It would look more readable to me if it were in this order instead:
(reduceb val col
(fn [x y]
...))
Should I implement this macro, or am I approaching this entirely wrong in the first place?
You certainly shouldn't write that macro, since it is easily written as a function instead. I'm not super keen on writing it as a function, either, though; if you really want to pair the reduce with its last two args, you could write:
(-> (fn [x y]
...)
(reduce init coll))
Personally when I need a large function like this, I find that a comma actually serves as a good visual anchor, and makes it easier to tell that two forms are on that last line:
(reduce (fn [x y]
...)
init, coll)
Better still is usually to not write such a large reduce in the first place. Here you're combining at least two steps into one rather large and difficult step, by trying to find all at once the longest decreasing subsequence. Instead, try splitting the collection up into decreasing subsequences, and then take the largest one.
(defn decreasing-subsequences [xs]
(lazy-seq
(cond (empty? xs) []
(not (next xs)) (list xs)
:else (let [[x & [y :as more]] xs
remainder (decreasing-subsequences more)]
(if (> y x)
(cons [x] remainder)
(cons (cons x (first remainder)) (rest remainder)))))))

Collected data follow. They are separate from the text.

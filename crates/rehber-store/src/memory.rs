//! In-memory storage implementation.
//!
//! Data lives for the lifetime of the process. Each `MemoryStore` is an
//! independent instance handed to the service, so tests never share state.

use async_trait::async_trait;
use chrono::Utc;
use tokio::sync::RwLock;

use rehber_core::{
    AppSettings, DeviceFilter, DeviceRegistration, DeviceUpsert, NewNotification, NewPhoto,
    NewUpdateNote, NostalgiaPhoto, Notification, PhotoId, SettingsPatch, UpdateNote, UsageEvent,
};

use crate::error::Result;
use crate::{len_u64, take_limit, Collection, Store};

/// Process-local storage backend.
#[derive(Default)]
pub struct MemoryStore {
    data: RwLock<MemoryData>,
}

/// Records are kept in creation order; listings walk them in reverse.
#[derive(Default)]
struct MemoryData {
    update_notes: Vec<UpdateNote>,
    photos: Vec<NostalgiaPhoto>,
    notifications: Vec<Notification>,
    devices: Vec<DeviceRegistration>,
    usage_events: Vec<UsageEvent>,
    settings: Option<AppSettings>,
    last_note_id: i64,
    last_notification_id: i64,
    last_photo_seq: u64,
}

impl MemoryStore {
    /// Create an empty store.
    #[must_use]
    pub fn new() -> Self {
        Self::default()
    }
}

#[async_trait]
impl Store for MemoryStore {
    async fn list_update_notes(&self, limit: Option<usize>) -> Result<Vec<UpdateNote>> {
        let data = self.data.read().await;
        Ok(take_limit(data.update_notes.iter().rev().cloned(), limit))
    }

    async fn create_update_note(&self, note: NewUpdateNote) -> Result<UpdateNote> {
        let mut data = self.data.write().await;
        data.last_note_id += 1;
        let note = UpdateNote::from_new(data.last_note_id, note, Utc::now());
        data.update_notes.push(note.clone());
        Ok(note)
    }

    async fn list_photos(&self, limit: Option<usize>) -> Result<Vec<NostalgiaPhoto>> {
        let data = self.data.read().await;
        Ok(take_limit(data.photos.iter().rev().cloned(), limit))
    }

    async fn create_photo(&self, photo: NewPhoto) -> Result<NostalgiaPhoto> {
        let mut data = self.data.write().await;
        data.last_photo_seq += 1;
        let photo = NostalgiaPhoto::from_new(
            PhotoId::from_sequence(data.last_photo_seq),
            photo,
            Utc::now(),
        );
        data.photos.push(photo.clone());
        Ok(photo)
    }

    async fn list_notifications(&self, limit: Option<usize>) -> Result<Vec<Notification>> {
        let data = self.data.read().await;
        Ok(take_limit(data.notifications.iter().rev().cloned(), limit))
    }

    async fn create_notification(&self, notification: NewNotification) -> Result<Notification> {
        let mut data = self.data.write().await;
        data.last_notification_id += 1;
        let notification =
            Notification::from_new(data.last_notification_id, notification, Utc::now());
        data.notifications.push(notification.clone());
        Ok(notification)
    }

    async fn list_devices(&self, limit: Option<usize>) -> Result<Vec<DeviceRegistration>> {
        let data = self.data.read().await;
        Ok(take_limit(data.devices.iter().rev().cloned(), limit))
    }

    async fn upsert_device(&self, upsert: DeviceUpsert) -> Result<DeviceRegistration> {
        let now = Utc::now();
        let mut data = self.data.write().await;

        if let Some(device) = data.devices.iter_mut().find(|d| d.id == upsert.id) {
            device.apply(upsert, now);
            return Ok(device.clone());
        }

        let device = DeviceRegistration::from_upsert(upsert, now);
        data.devices.push(device.clone());
        Ok(device)
    }

    async fn count_devices(&self, filter: DeviceFilter) -> Result<u64> {
        let data = self.data.read().await;
        Ok(len_u64(
            data.devices.iter().filter(|d| d.matches(filter)).count(),
        ))
    }

    async fn count(&self, collection: Collection) -> Result<u64> {
        let data = self.data.read().await;
        let len = match collection {
            Collection::UpdateNotes => data.update_notes.len(),
            Collection::Photos => data.photos.len(),
            Collection::Notifications => data.notifications.len(),
            Collection::Devices => data.devices.len(),
            Collection::UsageEvents => data.usage_events.len(),
        };
        Ok(len_u64(len))
    }

    async fn get_settings(&self) -> Result<AppSettings> {
        let data = self.data.read().await;
        Ok(data.settings.clone().unwrap_or_default())
    }

    async fn update_settings(&self, patch: SettingsPatch) -> Result<AppSettings> {
        let mut data = self.data.write().await;
        let settings = data.settings.get_or_insert_with(AppSettings::default);
        settings.apply(patch);
        Ok(settings.clone())
    }

    async fn record_usage(&self, event: UsageEvent) -> Result<()> {
        self.data.write().await.usage_events.push(event);
        Ok(())
    }
}
//! Knight Rehber Service - HTTP API for the Knight Rehber app and admin panel
//!
//! This is the main entry point for the rehber service.

use std::sync::Arc;

use tracing_subscriber::{layer::SubscriberExt, util::SubscriberInitExt};

use rehber_service::{create_router, open_store, AppState, ConfiguredCredentials, ServiceConfig};

#[tokio::main]
async fn main() -> Result<(), Box<dyn std::error::Error>> {
    // Initialize tracing
    tracing_subscriber::registry()
        .with(
            tracing_subscriber::EnvFilter::try_from_default_env()
                .unwrap_or_else(|_| "info,rehber=debug".into()),
        )
        .with(tracing_subscriber::fmt::layer())
        .init();

    tracing::info!("Starting Knight Rehber Service");

    // Load configuration from environment
    let config = ServiceConfig::from_env()?;

    tracing::info!(
        listen_addr = %config.listen_addr,
        store_backend = ?config.store_backend,
        data_dir = %config.data_dir,
        admin_configured = %config.admin.is_some(),
        app_version = %config.app_version,
        "Service configuration loaded"
    );

    let store = open_store(&config)?;

    // An unreachable store fails requests, not startup
    if let Err(e) = rehber_store::bootstrap(store.as_ref()).await {
        tracing::error!(error = %e, "Store bootstrap failed, continuing without seed data");
    }

    let credentials = Arc::new(ConfiguredCredentials::new(config.admin.clone()));
    let state = AppState::new(store, config.clone(), credentials)?;

    let app = create_router(state);
    tracing::info!("Router configured with all API endpoints");

    // Start HTTP server
    tracing::info!(listen_addr = %config.listen_addr, "Starting HTTP server");
    let listener = tokio::net::TcpListener::bind(&config.listen_addr).await?;
    axum::serve(listener, app).await?;

    Ok(())
}
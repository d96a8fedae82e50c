//! Storage layer for Knight Rehber.
//!
//! This crate provides uniform access to the app's record collections (update
//! notes, nostalgia photos, notifications, device registrations, usage events)
//! and the settings singleton, behind one [`Store`] trait with three
//! interchangeable backends:
//!
//! - [`MemoryStore`]: process-local, for development and tests
//! - [`RocksStore`]: document store on `RocksDB` (feature `rocksdb-backend`)
//! - [`PgStore`]: relational store on PostgreSQL
//!
//! Listings are returned newest-created first. Creation assigns ids and
//! `created_at`. Device registrations are upserted by device id.
//!
//! # Example
//!
//! ```no_run
//! # async fn demo() -> rehber_store::Result<()> {
//! use rehber_core::NewPhoto;
//! use rehber_store::{bootstrap, MemoryStore, Store};
//!
//! let store = MemoryStore::new();
//! bootstrap(&store).await?;
//!
//! let photo = NewPhoto::new(Some("Moradon".into()), Some("/ko2.jpg".into())).unwrap();
//! let stored = store.create_photo(photo).await?;
//! assert_eq!(stored.id.as_str(), "k2");
//! # Ok(())
//! # }
//! ```

#![forbid(unsafe_code)]
#![warn(missing_docs)]
#![warn(clippy::all)]
#![warn(clippy::pedantic)]

pub mod error;
pub mod memory;
pub mod postgres;
#[cfg(feature = "rocksdb-backend")]
pub mod keys;
#[cfg(feature = "rocksdb-backend")]
pub mod rocks;
#[cfg(feature = "rocksdb-backend")]
pub mod schema;

#[cfg(test)]
pub(crate) mod conformance;

pub use error::{Result, StoreError};
pub use memory::MemoryStore;
pub use postgres::PgStore;
#[cfg(feature = "rocksdb-backend")]
pub use rocks::RocksStore;

use async_trait::async_trait;

use rehber_core::{
    seed, AppSettings, DeviceFilter, DeviceRegistration, DeviceUpsert, NewNotification, NewPhoto,
    NewUpdateNote, NostalgiaPhoto, Notification, SettingsPatch, UpdateNote, UsageEvent,
};

/// The record collections a store holds.
#[derive(Debug, Clone, Copy, PartialEq, Eq, Hash)]
pub enum Collection {
    /// Update notes.
    UpdateNotes,
    /// Nostalgia photos.
    Photos,
    /// Sent notifications.
    Notifications,
    /// Device registrations.
    Devices,
    /// Usage events.
    UsageEvents,
}

/// The storage trait defining all persistence operations.
///
/// Implementations report failures faithfully; deciding whether a failure is
/// served as a fallback or surfaced to the caller is left to the API layer.
#[async_trait]
pub trait Store: Send + Sync {
    /// Prepare the backing schema. A no-op for schemaless backends.
    ///
    /// # Errors
    ///
    /// Returns an error if the schema cannot be created or migrated.
    async fn migrate(&self) -> Result<()> {
        Ok(())
    }

    // =========================================================================
    // Content
    // =========================================================================

    /// List update notes, newest first, at most `limit` if given.
    ///
    /// # Errors
    ///
    /// Returns an error if the database operation fails.
    async fn list_update_notes(&self, limit: Option<usize>) -> Result<Vec<UpdateNote>>;

    /// Store a new update note, assigning its id and creation time.
    ///
    /// # Errors
    ///
    /// Returns an error if the database operation fails.
    async fn create_update_note(&self, note: NewUpdateNote) -> Result<UpdateNote>;

    /// List nostalgia photos, newest first, at most `limit` if given.
    ///
    /// # Errors
    ///
    /// Returns an error if the database operation fails.
    async fn list_photos(&self, limit: Option<usize>) -> Result<Vec<NostalgiaPhoto>>;

    /// Store a new photo under a fresh `k<n>` id.
    ///
    /// # Errors
    ///
    /// Returns an error if the database operation fails.
    async fn create_photo(&self, photo: NewPhoto) -> Result<NostalgiaPhoto>;

    // =========================================================================
    // Notifications
    // =========================================================================

    /// List sent notifications, newest first, at most `limit` if given.
    ///
    /// # Errors
    ///
    /// Returns an error if the database operation fails.
    async fn list_notifications(&self, limit: Option<usize>) -> Result<Vec<Notification>>;

    /// Record a sent notification.
    ///
    /// # Errors
    ///
    /// Returns an error if the database operation fails.
    async fn create_notification(&self, notification: NewNotification) -> Result<Notification>;

    // =========================================================================
    // Devices
    // =========================================================================

    /// List device registrations, newest-created first, at most `limit` if given.
    ///
    /// # Errors
    ///
    /// Returns an error if the database operation fails.
    async fn list_devices(&self, limit: Option<usize>) -> Result<Vec<DeviceRegistration>>;

    /// Create or refresh the registration for `upsert.id`.
    ///
    /// # Errors
    ///
    /// Returns an error if the database operation fails.
    async fn upsert_device(&self, upsert: DeviceUpsert) -> Result<DeviceRegistration>;

    /// Count device registrations matching a filter.
    ///
    /// # Errors
    ///
    /// Returns an error if the database operation fails.
    async fn count_devices(&self, filter: DeviceFilter) -> Result<u64>;

    // =========================================================================
    // Aggregates, settings and usage
    // =========================================================================

    /// Count all records in a collection.
    ///
    /// # Errors
    ///
    /// Returns an error if the database operation fails.
    async fn count(&self, collection: Collection) -> Result<u64>;

    /// Read the settings singleton, or the defaults if it was never written.
    ///
    /// # Errors
    ///
    /// Returns an error if the database operation fails.
    async fn get_settings(&self) -> Result<AppSettings>;

    /// Apply a partial update to the settings singleton and return the result.
    ///
    /// # Errors
    ///
    /// Returns an error if the database operation fails.
    async fn update_settings(&self, patch: SettingsPatch) -> Result<AppSettings>;

    /// Append a usage event.
    ///
    /// # Errors
    ///
    /// Returns an error if the database operation fails.
    async fn record_usage(&self, event: UsageEvent) -> Result<()>;
}

/// One-time initialization: migrate the schema, then seed empty collections.
///
/// Seeding only touches collections with no records, so running this on every
/// start is safe.
///
/// # Errors
///
/// Returns an error if migration or seeding fails.
pub async fn bootstrap(store: &dyn Store) -> Result<()> {
    store.migrate().await?;

    if store.count(Collection::UpdateNotes).await? == 0 {
        let note = store.create_update_note(seed::launch_note()).await?;
        tracing::info!(id = note.id, "Seeded launch update note");
    }

    if store.count(Collection::Photos).await? == 0 {
        let photo = store.create_photo(seed::seed_photo()).await?;
        tracing::info!(id = %photo.id, "Seeded nostalgia photo");
    }

    Ok(())
}

/// Apply an optional limit to an iterator.
pub(crate) fn take_limit<T>(items: impl Iterator<Item = T>, limit: Option<usize>) -> Vec<T> {
    items.take(limit.unwrap_or(usize::MAX)).collect()
}

/// Convert a collection length to a count.
pub(crate) fn len_u64(len: usize) -> u64 {
    u64::try_from(len).unwrap_or(u64::MAX)
}
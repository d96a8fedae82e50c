//! Knight Rehber HTTP API Service.
//!
//! This crate provides the HTTP API behind the Knight Rehber mobile app and its
//! admin panel:
//!
//! - Public endpoints for the app (update notes, nostalgia photos, app status,
//!   device registration, usage pings)
//! - Admin endpoints (notifications, content, app status, statistics)
//!
//! # Authentication
//!
//! Admin endpoints require a bearer token obtained from `POST /api/admin/login`.
//! Tokens are HS256 JWTs signed with the configured secret and valid for 24 hours.
//! Public endpoints need no token.

#![forbid(unsafe_code)]
#![warn(missing_docs)]
#![warn(clippy::all)]
#![warn(clippy::pedantic)]
// Allow some pedantic lints that are noisy for Axum handler functions
#![allow(clippy::missing_errors_doc)] // Axum handlers all return Result
#![allow(clippy::unused_async)] // Handlers without awaits stay async for routing

pub mod auth;
pub mod config;
pub mod error;
pub mod failures;
pub mod handlers;
pub mod push;
pub mod routes;
pub mod state;

pub use auth::{ConfiguredCredentials, CredentialStore, TokenIssuer};
pub use config::{ServiceConfig, StoreBackend};
pub use error::{ApiError, StartupError};
pub use failures::FailureCounters;
pub use push::{LogDispatcher, PushDispatcher};
pub use routes::create_router;
pub use state::{open_store, AppState};
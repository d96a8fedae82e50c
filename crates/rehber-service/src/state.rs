//! Application state.

use std::sync::Arc;
use std::time::Duration;

use rehber_store::{MemoryStore, PgStore, Store};

use crate::auth::{CredentialStore, TokenIssuer};
use crate::config::{ConfigError, ServiceConfig, StoreBackend};
use crate::error::StartupError;
use crate::failures::FailureCounters;
use crate::push::{LogDispatcher, PushDispatcher};

/// Application state shared across handlers.
#[derive(Clone)]
pub struct AppState {
    /// The storage backend.
    pub store: Arc<dyn Store>,

    /// Service configuration.
    pub config: ServiceConfig,

    /// Admin login check.
    pub credentials: Arc<dyn CredentialStore>,

    /// Admin session tokens.
    pub tokens: TokenIssuer,

    /// Push delivery.
    pub push: Arc<dyn PushDispatcher>,

    /// Counters for failures that are deliberately not surfaced to callers.
    pub failures: Arc<FailureCounters>,
}

impl AppState {
    /// Create a new application state with the logging push dispatcher.
    ///
    /// # Errors
    ///
    /// Returns `ConfigError::MissingJwtSecret` if no signing secret is configured.
    pub fn new(
        store: Arc<dyn Store>,
        config: ServiceConfig,
        credentials: Arc<dyn CredentialStore>,
    ) -> Result<Self, ConfigError> {
        let secret = config
            .jwt_secret
            .as_ref()
            .ok_or(ConfigError::MissingJwtSecret)?;
        let tokens = TokenIssuer::new(secret.expose());

        if config.admin.is_none() {
            tracing::warn!("Admin login not configured - every login attempt will be rejected");
        }

        Ok(Self {
            store,
            config,
            credentials,
            tokens,
            push: Arc::new(LogDispatcher),
            failures: Arc::new(FailureCounters::default()),
        })
    }

    /// Replace the push dispatcher.
    #[must_use]
    pub fn with_push(mut self, push: Arc<dyn PushDispatcher>) -> Self {
        self.push = push;
        self
    }
}

/// Open the configured storage backend.
///
/// # Errors
///
/// Returns an error if the backend is misconfigured or cannot be opened.
pub fn open_store(config: &ServiceConfig) -> Result<Arc<dyn Store>, StartupError> {
    match config.store_backend {
        StoreBackend::Memory => {
            tracing::warn!("Using in-memory store - data is lost on restart");
            Ok(Arc::new(MemoryStore::new()))
        }
        StoreBackend::RocksDb => open_rocks(config),
        StoreBackend::Postgres => {
            let url = config
                .database_url
                .as_deref()
                .ok_or(ConfigError::MissingDatabaseUrl)?;
            let timeout = Duration::from_secs(config.db_connect_timeout_seconds);
            tracing::info!(
                timeout_seconds = config.db_connect_timeout_seconds,
                "Using PostgreSQL store"
            );
            Ok(Arc::new(PgStore::connect_lazy(url, timeout)?))
        }
    }
}

#[cfg(feature = "rocksdb-backend")]
fn open_rocks(config: &ServiceConfig) -> Result<Arc<dyn Store>, StartupError> {
    tracing::info!(path = %config.data_dir, "Opening RocksDB store");
    Ok(Arc::new(rehber_store::RocksStore::open(&config.data_dir)?))
}

#[cfg(not(feature = "rocksdb-backend"))]
fn open_rocks(_config: &ServiceConfig) -> Result<Arc<dyn Store>, StartupError> {
    Err(ConfigError::BackendNotCompiled.into())
}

Then you can replace your reduce with:
(apply max-key count (decreasing-subsequences xs))
Now, the lazy function is not particularly shorter than your reduce, but it is doing one single thing, which means it can be understood more easily; also, it has a name (giving you a hint as to what it's supposed to do), and it can be reused in contexts where you're looking for some other property based on decreasing subsequences, not just the longest. You can even reuse it more often than that, if you replace the > in (> y x) with a function parameter, allowing you to split up into subsequences based on any predicate. Plus, as mentioned it is lazy, so you can use it in situations where a reduce of any sort would be impossible.
Speaking of ease of understanding, as you can see I misunderstood what your function is supposed to do when reading it. I'll leave as an exercise for you the task of converting this to strictly-increasing subsequences, where it looked to me like you were computing decreasing subsequences.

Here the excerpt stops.